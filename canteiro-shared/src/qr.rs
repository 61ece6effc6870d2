//! QR payload codec
//!
//! Badges and inventory labels carry short text payloads:
//!
//! ```text
//! CANTEIRO:EMP:<64 hex chars>   employee badge (HMAC hash, see `badge`)
//! CANTEIRO:PPE:<uuid>           PPE catalog item
//! CANTEIRO:AST:<uuid>           tool, machine or supply
//! ```
//!
//! Scanners hand the decoded text to the API; this module turns it into a typed
//! reference. Prefix and tag are case-insensitive, surrounding whitespace is ignored.

use std::fmt;
use std::str::FromStr;
use uuid::Uuid;

/// Payload prefix shared by every Canteiro label
pub const PREFIX: &str = "CANTEIRO";

/// Length of a badge hash in hex characters
pub const BADGE_HASH_LEN: usize = 64;

/// Error type for payload parsing
#[derive(Debug, Clone, PartialEq, Eq, thiserror::Error)]
pub enum QrError {
    /// Payload is empty after trimming
    #[error("QR payload is empty")]
    Empty,

    /// Payload does not start with the Canteiro prefix
    #[error("QR payload is not a Canteiro label")]
    UnknownPrefix,

    /// Payload is missing the tag or value part
    #[error("QR payload is incomplete")]
    Incomplete,

    /// Tag is not EMP, PPE or AST
    #[error("Unknown QR payload tag: {0}")]
    UnknownTag(String),

    /// Badge hash is not 64 hex characters
    #[error("Invalid badge hash")]
    InvalidBadgeHash,

    /// Item identifier is not a UUID
    #[error("Invalid item identifier: {0}")]
    InvalidItemId(String),
}

/// A decoded QR payload
#[derive(Debug, Clone, PartialEq, Eq)]
pub enum QrPayload {
    /// Employee badge carrying the badge hash (lowercase hex)
    Badge(String),

    /// PPE catalog item
    Ppe(Uuid),

    /// Tool, machine or supply
    Asset(Uuid),
}

impl QrPayload {
    /// Parses a scanned payload
    pub fn parse(input: &str) -> Result<Self, QrError> {
        let trimmed = input.trim();
        if trimmed.is_empty() {
            return Err(QrError::Empty);
        }

        let mut parts = trimmed.splitn(3, ':');
        let prefix = parts.next().ok_or(QrError::Incomplete)?;
        if !prefix.eq_ignore_ascii_case(PREFIX) {
            return Err(QrError::UnknownPrefix);
        }

        let tag = parts.next().ok_or(QrError::Incomplete)?;
        let value = parts.next().ok_or(QrError::Incomplete)?.trim();
        if value.is_empty() {
            return Err(QrError::Incomplete);
        }

        match tag.to_ascii_uppercase().as_str() {
            "EMP" => parse_badge_hash(value).map(QrPayload::Badge),
            "PPE" => parse_item_id(value).map(QrPayload::Ppe),
            "AST" => parse_item_id(value).map(QrPayload::Asset),
            other => Err(QrError::UnknownTag(other.to_string())),
        }
    }

    /// Builds a badge payload from a hash
    pub fn badge(hash: impl Into<String>) -> Self {
        QrPayload::Badge(hash.into().to_ascii_lowercase())
    }

    /// Returns the payload tag
    pub fn tag(&self) -> &'static str {
        match self {
            QrPayload::Badge(_) => "EMP",
            QrPayload::Ppe(_) => "PPE",
            QrPayload::Asset(_) => "AST",
        }
    }
}

impl fmt::Display for QrPayload {
    fn fmt(&self, f: &mut fmt::Formatter<'_>) -> fmt::Result {
        match self {
            QrPayload::Badge(hash) => write!(f, "{}:{}:{}", PREFIX, self.tag(), hash),
            QrPayload::Ppe(id) | QrPayload::Asset(id) => {
                write!(f, "{}:{}:{}", PREFIX, self.tag(), id)
            }
        }
    }
}

impl FromStr for QrPayload {
    type Err = QrError;

    fn from_str(s: &str) -> Result<Self, Self::Err> {
        QrPayload::parse(s)
    }
}

/// Validates and lowercases a badge hash
pub fn parse_badge_hash(value: &str) -> Result<String, QrError> {
    let value = value.trim();
    if value.len() != BADGE_HASH_LEN || !value.chars().all(|c| c.is_ascii_hexdigit()) {
        return Err(QrError::InvalidBadgeHash);
    }
    Ok(value.to_ascii_lowercase())
}

fn parse_item_id(value: &str) -> Result<Uuid, QrError> {
    Uuid::parse_str(value).map_err(|_| QrError::InvalidItemId(value.to_string()))
}
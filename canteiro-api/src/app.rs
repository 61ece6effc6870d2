/// Application state and router builder
///
/// # Example
///
/// ```no_run
/// use canteiro_api::{app::AppState, config::Config};
/// use sqlx::PgPool;
///
/// # async fn example() -> anyhow::Result<()> {
/// let config = Config::from_env()?;
/// let pool = PgPool::connect(&config.database.url).await?;
/// let state = AppState::new(pool, config);
/// let app = canteiro_api::app::build_router(state);
/// # Ok(())
/// # }
/// ```

use crate::{
    config::Config,
    middleware::{rate_limit::RateLimiter, security::SecurityHeadersLayer},
};
use axum::{
    extract::{Request, State},
    http::{header, HeaderValue, Method},
    middleware::{from_fn_with_state, Next},
    response::Response,
    routing::{delete, get, post},
    Router,
};
use canteiro_shared::{
    auth::middleware::authenticate,
    biometric::{BiometricMatcher, DigestMatcher},
};
use sqlx::PgPool;
use std::sync::Arc;
use tower_http::{
    compression::CompressionLayer,
    cors::CorsLayer,
    trace::{DefaultMakeSpan, DefaultOnResponse, TraceLayer},
};
use tracing::Level;

/// Shared application state
///
/// Cloned for each request handler via axum's `State` extractor.
#[derive(Clone)]
pub struct AppState {
    pub db: PgPool,
    pub config: Arc<Config>,

    /// Token buckets for the identification functions
    pub rate_limiter: Arc<RateLimiter>,

    /// Resolves biometric samples to employees
    pub matcher: Arc<dyn BiometricMatcher>,
}

impl AppState {
    /// Creates state with the digest matcher over the same pool
    pub fn new(db: PgPool, config: Config) -> Self {
        let matcher = Arc::new(DigestMatcher::new(db.clone()));
        Self::with_matcher(db, config, matcher)
    }

    pub fn with_matcher(db: PgPool, config: Config, matcher: Arc<dyn BiometricMatcher>) -> Self {
        let rate_limiter = Arc::new(RateLimiter::per_minute(config.identify.rate_per_minute));
        Self {
            db,
            config: Arc::new(config),
            rate_limiter,
            matcher,
        }
    }

    pub fn jwt_secret(&self) -> &str {
        &self.config.jwt.secret
    }

    pub fn badge_secret(&self) -> &[u8] {
        self.config.badge.secret.as_bytes()
    }

    pub fn workflow_ttl(&self) -> chrono::Duration {
        self.config.workflow_ttl()
    }
}

/// Builds the complete router with all routes and middleware
///
/// ```text
/// /health                          public
/// /v1/auth/{register,login,refresh} public
/// /v1/...                          bearer token required
///   company, employees, contracts, ppe, assets, trainings, vacations,
///   timesheets, health-certificates, notifications, audit-logs, reports,
///   functions (rate limited), workflows
/// ```
pub fn build_router(state: AppState) -> Router {
    use crate::routes;

    let health_routes = Router::new().route("/health", get(routes::health::health_check));

    let auth_routes = Router::new()
        .route("/register", post(routes::auth::register))
        .route("/login", post(routes::auth::login))
        .route("/refresh", post(routes::auth::refresh));

    let company_routes = Router::new().route(
        "/",
        get(routes::company::get_company).patch(routes::company::update_company),
    );

    let employee_routes = Router::new()
        .route(
            "/",
            get(routes::employees::list_employees).post(routes::employees::create_employee),
        )
        .route(
            "/:id",
            get(routes::employees::get_employee)
                .patch(routes::employees::update_employee)
                .delete(routes::employees::delete_employee),
        )
        .route(
            "/:id/ppe",
            get(routes::employees::list_active_ppe).post(routes::employees::deliver_ppe),
        )
        .route("/:id/badge", post(routes::employees::regenerate_badge))
        .route(
            "/:id/biometrics",
            get(routes::employees::list_biometrics).post(routes::employees::enroll_biometric),
        )
        .route("/:id/biometrics/:kind", delete(routes::employees::delete_biometrics));

    let contract_routes = Router::new()
        .route(
            "/",
            get(routes::contracts::list_contracts).post(routes::contracts::create_contract),
        )
        .route(
            "/:id",
            get(routes::contracts::get_contract)
                .patch(routes::contracts::update_contract)
                .delete(routes::contracts::delete_contract),
        );

    let ppe_routes = Router::new()
        .route("/items", get(routes::ppe::list_items).post(routes::ppe::create_item))
        .route(
            "/items/:id",
            get(routes::ppe::get_item)
                .patch(routes::ppe::update_item)
                .delete(routes::ppe::delete_item),
        )
        .route("/items/:id/stock", post(routes::ppe::adjust_stock))
        .route("/deliveries", get(routes::ppe::list_deliveries))
        .route("/deliveries/:id", get(routes::ppe::get_delivery))
        .route("/deliveries/:id/return", post(routes::ppe::return_delivery));

    let asset_routes = Router::new()
        .route("/", get(routes::assets::list_assets).post(routes::assets::create_asset))
        .route(
            "/:id",
            get(routes::assets::get_asset)
                .patch(routes::assets::update_asset)
                .delete(routes::assets::delete_asset),
        )
        .route("/:id/movements", get(routes::assets::list_movements))
        .route("/:id/checkout", post(routes::assets::checkout))
        .route("/:id/checkin", post(routes::assets::checkin))
        .route("/:id/consume", post(routes::assets::consume));

    let training_routes = Router::new()
        .route(
            "/",
            get(routes::trainings::list_trainings).post(routes::trainings::create_training),
        )
        .route(
            "/:id",
            get(routes::trainings::get_training)
                .patch(routes::trainings::update_training)
                .delete(routes::trainings::delete_training),
        );

    let vacation_routes = Router::new()
        .route(
            "/",
            get(routes::vacations::list_vacations).post(routes::vacations::create_vacation),
        )
        .route(
            "/:id",
            get(routes::vacations::get_vacation)
                .patch(routes::vacations::update_vacation)
                .delete(routes::vacations::delete_vacation),
        )
        .route("/:id/approve", post(routes::vacations::approve_vacation))
        .route("/:id/reject", post(routes::vacations::reject_vacation))
        .route("/:id/cancel", post(routes::vacations::cancel_vacation));

    let timesheet_routes = Router::new()
        .route(
            "/",
            get(routes::timesheets::list_entries).post(routes::timesheets::create_entry),
        )
        .route("/clock", post(routes::timesheets::clock))
        .route("/summary", get(routes::timesheets::summary))
        .route(
            "/:id",
            get(routes::timesheets::get_entry)
                .patch(routes::timesheets::update_entry)
                .delete(routes::timesheets::delete_entry),
        );

    let certificate_routes = Router::new()
        .route(
            "/",
            get(routes::health_certificates::list_certificates)
                .post(routes::health_certificates::create_certificate),
        )
        .route(
            "/:id",
            get(routes::health_certificates::get_certificate)
                .patch(routes::health_certificates::update_certificate)
                .delete(routes::health_certificates::delete_certificate),
        );

    let notification_routes = Router::new()
        .route("/", get(routes::notifications::list_notifications))
        .route("/unread-count", get(routes::notifications::unread_count))
        .route("/read-all", post(routes::notifications::mark_all_read))
        .route("/:id/read", post(routes::notifications::mark_read));

    let audit_routes = Router::new()
        .route("/", get(routes::audit::list_entries))
        .route("/verify", get(routes::audit::verify_chain));

    let report_routes = Router::new().route("/dashboard", get(routes::reports::dashboard));

    // Rate limiter reads the AuthContext, so it is layered inside the JWT layer
    let function_routes = Router::new()
        .route("/verify-qr-code", post(routes::functions::verify_qr_code))
        .route("/process-biometric", post(routes::functions::process_biometric))
        .layer(from_fn_with_state(
            state.clone(),
            crate::middleware::rate_limit::identify_rate_limit,
        ));

    let workflow_routes = Router::new()
        .route(
            "/",
            get(routes::workflows::list_open).post(routes::workflows::start_workflow),
        )
        .route(
            "/:id",
            get(routes::workflows::get_workflow).delete(routes::workflows::cancel_workflow),
        )
        .route("/:id/authenticate", post(routes::workflows::authenticate))
        .route("/:id/items", post(routes::workflows::add_item))
        .route("/:id/items/done", post(routes::workflows::finish_scanning))
        .route("/:id/items/:item_id", delete(routes::workflows::remove_item))
        .route("/:id/details", post(routes::workflows::set_details))
        .route("/:id/back", post(routes::workflows::back))
        .route("/:id/confirm", post(routes::workflows::confirm));

    let protected = Router::new()
        .nest("/company", company_routes)
        .nest("/employees", employee_routes)
        .nest("/contracts", contract_routes)
        .nest("/ppe", ppe_routes)
        .nest("/assets", asset_routes)
        .nest("/trainings", training_routes)
        .nest("/vacations", vacation_routes)
        .nest("/timesheets", timesheet_routes)
        .nest("/health-certificates", certificate_routes)
        .nest("/notifications", notification_routes)
        .nest("/audit-logs", audit_routes)
        .nest("/reports", report_routes)
        .nest("/functions", function_routes)
        .nest("/workflows", workflow_routes)
        .layer(from_fn_with_state(state.clone(), jwt_auth_layer));

    let v1_routes = Router::new().nest("/auth", auth_routes).merge(protected);

    Router::new()
        .merge(health_routes)
        .nest("/v1", v1_routes)
        .layer(
            TraceLayer::new_for_http()
                .make_span_with(DefaultMakeSpan::new().level(Level::INFO))
                .on_response(DefaultOnResponse::new().level(Level::INFO)),
        )
        .layer(CompressionLayer::new())
        .layer(cors_layer(&state.config))
        .layer(SecurityHeadersLayer::new(state.config.api.production))
        .with_state(state)
}

fn cors_layer(config: &Config) -> CorsLayer {
    if config.api.cors_origins.iter().any(|origin| origin == "*") {
        return CorsLayer::permissive();
    }

    let origins: Vec<HeaderValue> = config
        .api
        .cors_origins
        .iter()
        .filter_map(|origin| origin.parse().ok())
        .collect();

    CorsLayer::new()
        .allow_origin(origins)
        .allow_methods([
            Method::GET,
            Method::POST,
            Method::PATCH,
            Method::DELETE,
            Method::OPTIONS,
        ])
        .allow_headers([header::AUTHORIZATION, header::CONTENT_TYPE])
        .allow_credentials(true)
        .max_age(std::time::Duration::from_secs(3600))
}

/// Validates the bearer token and stores the `AuthContext` in the request extensions
async fn jwt_auth_layer(
    State(state): State<AppState>,
    mut req: Request,
    next: Next,
) -> Result<Response, crate::error::ApiError> {
    let auth = authenticate(req.headers(), state.jwt_secret())?;
    req.extensions_mut().insert(auth);

    Ok(next.run(req).await)
}

#[cfg(test)]
mod tests {
    use super::*;
    use axum::{body::Body, http::StatusCode};
    use canteiro_shared::db::pool::{create_lazy_pool, DatabaseConfig};
    use tower::ServiceExt;

    fn test_router() -> Router {
        let config = Config::for_tests("postgresql://localhost:1/canteiro_test");
        let pool = create_lazy_pool(DatabaseConfig {
            url: config.database.url.clone(),
            ..DatabaseConfig::default()
        })
        .unwrap();
        build_router(AppState::new(pool, config))
    }

    #[tokio::test]
    async fn test_protected_route_requires_token() {
        let response = test_router()
            .oneshot(Request::builder().uri("/v1/employees").body(Body::empty()).unwrap())
            .await
            .unwrap();

        assert_eq!(response.status(), StatusCode::UNAUTHORIZED);
    }

    #[tokio::test]
    async fn test_malformed_authorization_is_bad_request() {
        let response = test_router()
            .oneshot(
                Request::builder()
                    .uri("/v1/workflows")
                    .header(header::AUTHORIZATION, "Basic dXNlcjpwYXNz")
                    .body(Body::empty())
                    .unwrap(),
            )
            .await
            .unwrap();

        assert_eq!(response.status(), StatusCode::BAD_REQUEST);
    }

    #[tokio::test]
    async fn test_invalid_token_rejected_before_rate_limit() {
        let response = test_router()
            .oneshot(
                Request::builder()
                    .method("POST")
                    .uri("/v1/functions/verify-qr-code")
                    .header(header::AUTHORIZATION, "Bearer not-a-jwt")
                    .header(header::CONTENT_TYPE, "application/json")
                    .body(Body::from(r#"{"qrHash":"x"}"#))
                    .unwrap(),
            )
            .await
            .unwrap();

        assert_eq!(response.status(), StatusCode::UNAUTHORIZED);
    }

    #[tokio::test]
    async fn test_unknown_route_is_not_found() {
        let response = test_router()
            .oneshot(Request::builder().uri("/v2/anything").body(Body::empty()).unwrap())
            .await
            .unwrap();

        assert_eq!(response.status(), StatusCode::NOT_FOUND);
    }
}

++++++

Search the records above for the string "derive". Copy every line that contains it.

#[derive(Debug, Clone, PartialEq, Eq, thiserror::Error)]
#[derive(Debug, Clone, PartialEq, Eq)]
#[derive(Clone)]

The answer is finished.